Question soumise le 19 mars 2019

M. Sylvain Brial attire l'attention de Mme la ministre des outre-mer sur la gestion du foncier sur le territoire des îles de Wallis-et-Futuna. Comme le veut la coutume et comme le reconnaît le statut dit de 1961 qui lie les territoires de Wallis-et-Futuna à la France, le foncier est géré par les chefferies. L'ensemble des habitants affirme son attachement indéfectible à cette pratique. Auparavant, l'Assemblée territoriale était essentiellement composée de membres des chefferies, de sorte que dans les faits la gestion du foncier a pu sembler être confiée à l'Assemblée territoriale, ce qui ne correspond à aucun usage ni tradition locale. Un décret de 1957 prend acte de cette situation. Aujourd'hui, l'Assemblée territoriale n'est plus le reflet des chefferies et y sont élus des membres d'horizons divers.
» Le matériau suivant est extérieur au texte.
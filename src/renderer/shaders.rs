use glam::Vec2;
use wgpu::util::DeviceExt;

/// Uniform values read by `present.wgsl`.
#[repr(C)]
#[derive(Clone, Copy, Default, Debug, bytemuck::Pod, bytemuck::Zeroable)]
pub struct PresentUniformData {
    /// Fraction of the window covered by the canvas in each axis.
    pub ndc_scale: Vec2,
    pub _padding: [f32; 2],
}

/// Holds the present shader's uniform values and the GPU buffer they are
/// copied to.
pub struct PresentUniforms {
    values: PresentUniformData,
    gpu_buffer: wgpu::Buffer,
    is_dirty: bool,
}

impl PresentUniforms {
    pub fn new(device: &wgpu::Device) -> Self {
        let values = PresentUniformData {
            ndc_scale: Vec2::ONE,
            ..Default::default()
        };

        let gpu_buffer = device.create_buffer_init(&wgpu::util::BufferInitDescriptor {
            label: Some("present uniforms"),
            contents: bytemuck::bytes_of(&values),
            usage: wgpu::BufferUsages::UNIFORM | wgpu::BufferUsages::COPY_DST,
        });

        Self {
            values,
            gpu_buffer,
            is_dirty: false,
        }
    }

    pub fn set_ndc_scale(&mut self, ndc_scale: Vec2) {
        if self.values.ndc_scale != ndc_scale {
            self.values.ndc_scale = ndc_scale;
            self.is_dirty = true;
        }
    }

    /// Copy the uniform values to the GPU if they changed since the last call.
    pub fn update_gpu(&mut self, queue: &wgpu::Queue) {
        if self.is_dirty {
            queue.write_buffer(&self.gpu_buffer, 0, bytemuck::bytes_of(&self.values));
            self.is_dirty = false;
        }
    }

    pub fn gpu_buffer(&self) -> &wgpu::Buffer {
        &self.gpu_buffer
    }
}

/// Layout of the single bind group used by the present pipeline:
///  0 - present uniforms
///  1 - canvas texture
///  2 - canvas sampler
pub fn present_bind_group_layout(device: &wgpu::Device) -> wgpu::BindGroupLayout {
    device.create_bind_group_layout(&wgpu::BindGroupLayoutDescriptor {
        label: Some("present bind group layout"),
        entries: &[
            wgpu::BindGroupLayoutEntry {
                binding: 0,
                visibility: wgpu::ShaderStages::VERTEX,
                ty: wgpu::BindingType::Buffer {
                    ty: wgpu::BufferBindingType::Uniform,
                    has_dynamic_offset: false,
                    min_binding_size: None,
                },
                count: None,
            },
            wgpu::BindGroupLayoutEntry {
                binding: 1,
                visibility: wgpu::ShaderStages::FRAGMENT,
                ty: wgpu::BindingType::Texture {
                    sample_type: wgpu::TextureSampleType::Float { filterable: true },
                    view_dimension: wgpu::TextureViewDimension::D2,
                    multisampled: false,
                },
                count: None,
            },
            wgpu::BindGroupLayoutEntry {
                binding: 2,
                visibility: wgpu::ShaderStages::FRAGMENT,
                // Must match the filterable flag of the texture above.
                ty: wgpu::BindingType::Sampler(wgpu::SamplerBindingType::Filtering),
                count: None,
            },
        ],
    })
}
Les chefferies dans la réalité gèrent le foncier. La population n'accepte pas l'ambiguïté que laisse peser le décret de 57 qui ne reflète aucunement la réalité. Il lui demande de lever toute ambiguïté sur la gestion du foncier et d'annuler le décret de 57 afin que conformément à la coutume, aux pratiques et au statut, les chefferies soient clairement affirmées comme responsables de la gestion du foncier.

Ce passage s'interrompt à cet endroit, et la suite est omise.